人類が一致協力したおかげで、その崇高な使命が達成され、世界のさらなる発展に繋がるのだった。
「どうだ。人類への大量虐殺を避けるために私に協力してくれないか?穏やかなる世代交代を成功させるために」
そう誘われ、天馬は複雑な気分になる。
「でも、結局は現在の人類は滅びるんだろう?大量虐殺が起きるか起きないかだけで」
「不満か?だが、考えてみるがいい。君のほうが現人類に愛着を持っていても、彼らはどうだったかな?」
そう言われて、今まで自分が受けていた仕打ちを思い出す。
「なぜ周囲の人間が君を疎み排除しようとしたか、分かるか?」
「いや、分からない。彼らに対して迷惑をかけたわけでもないのに、なぜ一方的にいじめられてきたんだろう」
天馬は今まで疑問に思っていたことを口にする。
「それは、現人類に他人と意識を共有する能力がないからだ。君がいくら苦しみ傷付こうとも、彼らは何も痛まない。だから、君が苦しむ姿を見て笑っていられるわけだ」
周囲に映像が浮かぶ。それは、天馬が大賀を始めとする不良に殴られる画面だったり、家族から見下されバカにされているシーンだった。
「そう。たとえ親兄弟といえども、君と彼らは別人だ。痛みも苦しみも怒りも共有することはできない。だから醜い者、劣る者と判断されると容赦なく切り捨てられ、排除される。自分の身は痛まないからだ」
自分の両親が、妹である天虎だけをかわいがり、自分を無視す映像を見せつけられ、天馬の心は痛む。
「俺はいったいどうすればいいんだ……」
「心配するな。君の仲間はここにいる」
再びアダムが天馬の手を触れると、彼の意識が伝わってくる。アダムは天馬の受けた仕打ちを自分のことのように悲しみ、怒りを感じていた。
「私に協力してくれないか?君を受け入れなかった人間など征服して、我々の世界を創るんだ」
その言葉は、まるで甘い毒のように天馬の心にしみ込んでいった。
「わかった。協力しよう」
「ようこそ『絆人類』の世界へ。我が同志、兄弟よ」
アダムと天馬は、がっちりと握手を交わすのだった。
「それで、俺は何をしたらいいんだ?」
「そうだな……」
アダムは天馬の太った体を見ながら、少し考え込む。
「とりあえず、君の身体をリフォームしよう」
アダムが指を鳴らすと、いきなり周囲の光景が変わる。いきなり最新鋭の器具が揃ったフィットネスジムのようになった。
「ここの器具を使って筋トレしてくれ」
「筋トレって……この体は実体じゃないだろ」
意識を共有している天馬にもわかる。今は意識だけで電脳空間に入り込んでいる状態で、いわばゲームをやっているようなものだった。
「心配するな、電脳空間インフェルノでトレーニングすれば、体内電流か発生して実体にも負荷がフィードバックされるから」
ジムの空間に現実世界の映像が映し出される。そこに映った天馬の実体は、電脳世界と同じように動き汗をかいていた。

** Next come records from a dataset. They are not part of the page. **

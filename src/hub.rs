//! Synchronization hub: the per-context state machine that keeps every
//! observer of the display converged on one command sequence.
//!
//! Two triggers exist. A **local issue** validates the command, applies it
//! to the context's own surface, and dispatches it on every live link
//! tagged with this context's origin id. An **inbound receipt** first
//! discards echoes of our own dispatches and second copies of an
//! already-applied command; anything else is applied and, if not yet
//! forwarded, re-dispatched once on every link other than the one it
//! arrived on. The forwarded marker bounds fan-out to one hop beyond the
//! origin for any topology.

use std::sync::Arc;

use crate::color::{ConversionEngine, InputMode};
use crate::command::{Command, Envelope};
use crate::error::BeamError;
use crate::session::SessionContext;
use crate::surface::DisplaySurface;
use crate::template::{ResolveOutcome, TemplateResolver};
use crate::transport::Arrival;

// ── Status types ─────────────────────────────────────────────────

/// Outcome of a local issue. `delivered = false` is informational, not an
/// error: no live transport accepted the command, but it was still
/// applied locally where a surface exists.
#[derive(Debug, Clone, Copy, PartialEq, Eq)]
pub struct DispatchStatus {
    pub delivered: bool,
}

/// Counters for one pump pass, for logging and tests.
#[derive(Debug, Clone, Copy, Default, PartialEq, Eq)]
pub struct PumpStats {
    pub received: usize,
    pub applied: usize,
    pub forwarded: usize,
    pub discarded: usize,
}

// ── SyncHub ──────────────────────────────────────────────────────

/// One context's hub, owning its session state and display surface.
///
/// Contexts that never render pass a [`NullSurface`].
///
/// [`NullSurface`]: crate::surface::NullSurface
pub struct SyncHub<S: DisplaySurface> {
    session: SessionContext,
    surface: S,
    resolver: Option<Arc<TemplateResolver>>,
    engine: ConversionEngine,
}

impl<S: DisplaySurface> SyncHub<S> {
    pub fn new(session: SessionContext, surface: S) -> Self {
        Self {
            session,
            surface,
            resolver: None,
            engine: ConversionEngine::new(),
        }
    }

    /// Attach a template resolver. Without one, template commands are
    /// acknowledged but leave the surface untouched.
    pub fn with_resolver(mut self, resolver: Arc<TemplateResolver>) -> Self {
        self.resolver = Some(resolver);
        self
    }

    pub fn session(&self) -> &SessionContext {
        &self.session
    }

    pub fn session_mut(&mut self) -> &mut SessionContext {
        &mut self.session
    }

    pub fn surface(&self) -> &S {
        &self.surface
    }

    pub fn engine(&self) -> &ConversionEngine {
        &self.engine
    }

    /// Tear the context down, closing every transport.
    pub fn close(&mut self) {
        self.session.close();
    }

    // ── Local issue ──────────────────────────────────────────────

    /// Validate and dispatch an operator command.
    ///
    /// Validation failure means nothing is dispatched. Transport
    /// unavailability is not a failure; it comes back as
    /// `delivered = false`.
    pub async fn issue(&mut self, command: Command) -> Result<DispatchStatus, BeamError> {
        command.validate()?;
        if let (Command::Template(id), Some(resolver)) = (&command, &self.resolver) {
            if resolver.get_metadata(id).is_none() {
                return Err(BeamError::UnknownTemplate(id.clone()));
            }
        }

        let envelope = Envelope::local(command, self.session.origin_id().clone());
        self.apply(&envelope).await;

        let delivered = self.session.dispatch(&envelope, None);
        if delivered {
            tracing::debug!(command = %envelope.command, "command dispatched");
        } else {
            tracing::info!(command = %envelope.command, "no live transport link; applied locally only");
        }
        Ok(DispatchStatus { delivered })
    }

    // ── Inbound ──────────────────────────────────────────────────

    /// Drain and process every pending inbound envelope.
    pub async fn pump(&mut self) -> PumpStats {
        let mut stats = PumpStats::default();
        while let Some((envelope, arrival)) = self.session.next_inbound() {
            stats.received += 1;
            self.handle_inbound(envelope, arrival, &mut stats).await;
        }
        stats
    }

    async fn handle_inbound(&mut self, envelope: Envelope, arrival: Arrival, stats: &mut PumpStats) {
        if envelope.origin_id == *self.session.origin_id() {
            tracing::trace!("discarding echo of our own dispatch");
            stats.discarded += 1;
            return;
        }
        if self.session.is_duplicate(&envelope) {
            tracing::trace!(command = %envelope.command, "second copy over another link; discarding");
            stats.discarded += 1;
            return;
        }

        self.apply(&envelope).await;
        stats.applied += 1;

        if !envelope.already_forwarded {
            let relay = envelope.forwarded();
            if self.session.dispatch(&relay, Some(&arrival)) {
                tracing::trace!(command = %relay.command, "forwarded one hop");
                stats.forwarded += 1;
            }
        }
    }

    // ── Apply ────────────────────────────────────────────────────

    async fn apply(&mut self, envelope: &Envelope) {
        match &envelope.command {
            Command::Color(css) => {
                self.surface.apply_color(css);
                // Track the pivot for field re-derivation. Non-hex CSS
                // strings stay applied but are not trackable.
                if let Ok(tuple) = self.engine.parse("srgb", InputMode::Hex, css) {
                    if let Ok(pivot) = self.engine.to_pivot("srgb", tuple) {
                        self.session.remember_pivot(pivot);
                    }
                }
            }
            Command::Image(url) => self.surface.apply_image(url),
            Command::Template(id) => {
                let Some(resolver) = self.resolver.clone() else {
                    tracing::debug!(%id, "no resolver attached; template not applied");
                    self.session.note_applied(envelope);
                    return;
                };
                let request = resolver.request(id);
                match resolver.resolve(&request).await {
                    ResolveOutcome::Resolved(template) => {
                        self.surface.apply_template(Some(&template));
                    }
                    ResolveOutcome::NotFound => {
                        tracing::warn!(%id, "unknown template; display unchanged");
                    }
                    ResolveOutcome::Stale => {
                        // Superseded mid-flight; the newer request owns
                        // the display now.
                    }
                    ResolveOutcome::Failed(error) => {
                        tracing::warn!(%id, %error, "template load failed; display unchanged");
                    }
                }
            }
        }
        self.session.note_applied(envelope);
    }

    // ── Field re-derivation ──────────────────────────────────────

    /// Render the most recently applied color in another space and mode,
    /// or `None` when no trackable color has been applied yet.
    pub fn rederive(&self, space: &str, mode: InputMode) -> Result<Option<String>, BeamError> {
        match self.session.last_pivot() {
            None => Ok(None),
            Some(pivot) => self.engine.rederive(space, mode, pivot).map(Some),
        }
    }
}
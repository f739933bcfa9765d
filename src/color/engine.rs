//! Conversion engine: parses operator input, routes it through the pivot
//! space, and formats the result for any registered space and input mode.
//!
//! All conversions are space → XYZ → space; no pairwise transforms exist.

use crate::color::space::{InputMode, SpaceRegistry, Xyz};
use crate::error::BeamError;

// ── ConversionEngine ─────────────────────────────────────────────

/// Stateless front-end over the [`SpaceRegistry`].
#[derive(Debug)]
pub struct ConversionEngine {
    registry: SpaceRegistry,
}

impl Default for ConversionEngine {
    fn default() -> Self {
        Self::new()
    }
}

impl ConversionEngine {
    pub fn new() -> Self {
        Self {
            registry: SpaceRegistry::builtin(),
        }
    }

    pub fn registry(&self) -> &SpaceRegistry {
        &self.registry
    }

    // ── Parsing ──────────────────────────────────────────────────

    /// Parse raw operator input into the space's native component tuple.
    ///
    /// Numeric modes accept components separated by commas and/or
    /// whitespace; every component must be present and finite, and must
    /// fall inside the range the space declares for the mode. `0-255`
    /// input is scaled to the native `[0, 1]` encoding after validation.
    pub fn parse(&self, space: &str, mode: InputMode, raw: &str) -> Result<[f64; 3], BeamError> {
        let desc = self.registry.get(space)?;
        if !desc.supports(mode) {
            return Err(BeamError::UnsupportedMode {
                space: space.to_string(),
                mode: mode.to_string(),
            });
        }

        match mode {
            InputMode::Hex => parse_hex(raw),
            InputMode::Float | InputMode::EightBit => {
                let parts: Vec<&str> = raw
                    .split(|c: char| c == ',' || c.is_whitespace())
                    .filter(|s| !s.is_empty())
                    .collect();
                if parts.len() < 3 {
                    return Err(BeamError::MissingComponent {
                        label: desc.components[parts.len()],
                        expected: 3,
                        actual: parts.len(),
                    });
                }
                if parts.len() > 3 {
                    return Err(BeamError::TooManyComponents {
                        expected: 3,
                        actual: parts.len(),
                    });
                }

                let range = desc.range_for(mode);
                let mut tuple = [0.0; 3];
                for (i, part) in parts.iter().enumerate() {
                    let label = desc.components[i];
                    let value: f64 = part.parse().map_err(|_| BeamError::InvalidComponent {
                        label,
                        raw: part.to_string(),
                    })?;
                    if !value.is_finite() {
                        return Err(BeamError::InvalidComponent {
                            label,
                            raw: part.to_string(),
                        });
                    }
                    if let Some((min, max)) = range {
                        if value < min || value > max {
                            return Err(BeamError::ComponentOutOfRange {
                                label,
                                value,
                                min,
                                max,
                            });
                        }
                    }
                    tuple[i] = if mode == InputMode::EightBit {
                        value / 255.0
                    } else {
                        value
                    };
                }
                Ok(tuple)
            }
        }
    }

    // ── Pivot conversions ────────────────────────────────────────

    /// Space-native tuple → pivot, rejecting non-finite results.
    pub fn to_pivot(&self, space: &str, tuple: [f64; 3]) -> Result<Xyz, BeamError> {
        let desc = self.registry.get(space)?;
        let pivot = desc.to_pivot(tuple);
        if !pivot.is_finite() {
            return Err(BeamError::NonFinitePivot {
                space: space.to_string(),
            });
        }
        Ok(pivot)
    }

    /// Pivot → space-native tuple, rejecting non-finite results.
    pub fn from_pivot(&self, space: &str, pivot: Xyz) -> Result<[f64; 3], BeamError> {
        let desc = self.registry.get(space)?;
        if !pivot.is_finite() {
            return Err(BeamError::NonFinitePivot {
                space: space.to_string(),
            });
        }
        let tuple = desc.from_pivot(pivot);
        if tuple.iter().any(|c| !c.is_finite()) {
            return Err(BeamError::NonFinitePivot {
                space: space.to_string(),
            });
        }
        Ok(tuple)
    }

    // ── Formatting ───────────────────────────────────────────────

    /// Render a native tuple in the given mode.
    ///
    /// Hex rounds each channel to the nearest of 256 levels and renders
    /// uppercase `#RRGGBB`; float renders 4 decimal places with trailing
    /// zeros trimmed; `0-255` rounds to the nearest whole number.
    pub fn format(&self, tuple: [f64; 3], mode: InputMode) -> String {
        match mode {
            InputMode::Hex => {
                let [r, g, b] = tuple.map(to_byte);
                format!("#{r:02X}{g:02X}{b:02X}")
            }
            InputMode::Float => tuple
                .map(format_float)
                .join(", "),
            InputMode::EightBit => tuple
                .map(|c| to_byte(c).to_string())
                .join(", "),
        }
    }

    /// Full conversion: parse in one space/mode, render in another.
    pub fn convert(
        &self,
        from_space: &str,
        from_mode: InputMode,
        raw: &str,
        to_space: &str,
        to_mode: InputMode,
    ) -> Result<String, BeamError> {
        let tuple = self.parse(from_space, from_mode, raw)?;
        let pivot = self.to_pivot(from_space, tuple)?;
        self.rederive(to_space, to_mode, pivot)
    }

    /// Render a stored pivot value in a target space and mode. Used to
    /// refresh control-panel fields when the operator switches space or
    /// mode without re-entering the color.
    pub fn rederive(
        &self,
        space: &str,
        mode: InputMode,
        pivot: Xyz,
    ) -> Result<String, BeamError> {
        let desc = self.registry.get(space)?;
        if !desc.supports(mode) {
            return Err(BeamError::UnsupportedMode {
                space: space.to_string(),
                mode: mode.to_string(),
            });
        }
        let tuple = self.from_pivot(space, pivot)?;
        Ok(self.format(tuple, mode))
    }
}

// ── Helpers ──────────────────────────────────────────────────────

fn to_byte(c: f64) -> u8 {
    (c * 255.0).round().clamp(0.0, 255.0) as u8
}

fn format_float(v: f64) -> String {
    let s = format!("{v:.4}");
    let s = s.trim_end_matches('0').trim_end_matches('.');
    if s == "-0" { "0".to_string() } else { s.to_string() }
}

/// Accepts `#RGB`, `#RRGGBB`, `RGB`, `RRGGBB`; case-insensitive. Short
/// form doubles each digit.
fn parse_hex(raw: &str) -> Result<[f64; 3], BeamError> {
    let trimmed = raw.trim();
    let digits = trimmed.strip_prefix('#').unwrap_or(trimmed);
    if !digits.chars().all(|c| c.is_ascii_hexdigit()) {
        return Err(BeamError::InvalidHex(raw.to_string()));
    }
    let expanded: String = match digits.len() {
        3 => digits.chars().flat_map(|c| [c, c]).collect(),
        6 => digits.to_string(),
        _ => return Err(BeamError::InvalidHex(raw.to_string())),
    };
    let channel = |range: std::ops::Range<usize>| -> Result<f64, BeamError> {
        u8::from_str_radix(&expanded[range], 16)
            .map(|b| b as f64 / 255.0)
            .map_err(|_| BeamError::InvalidHex(raw.to_string()))
    };
    Ok([channel(0..2)?, channel(2..4)?, channel(4..6)?])
}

「がんばれ!トレーニングによる苦痛や疲労は設定をカットしておくから、ぶっ倒れるまで動けるぞ」
「やれやれ……俺はこんなことやったことないんだがな」
天馬はぼやきながらも、器具を使ってトレーニングを始める。
それから体感時間で数時間たったとき、いきなり周囲が暗くなってきた
「これは……どうしたんだ?」
「肉体が疲労の限界を迎えたようだな。体が強制的にシャットダウンされたんだろう。お休み」
その声を聴きながら、天馬の意識は闇に落ちていった。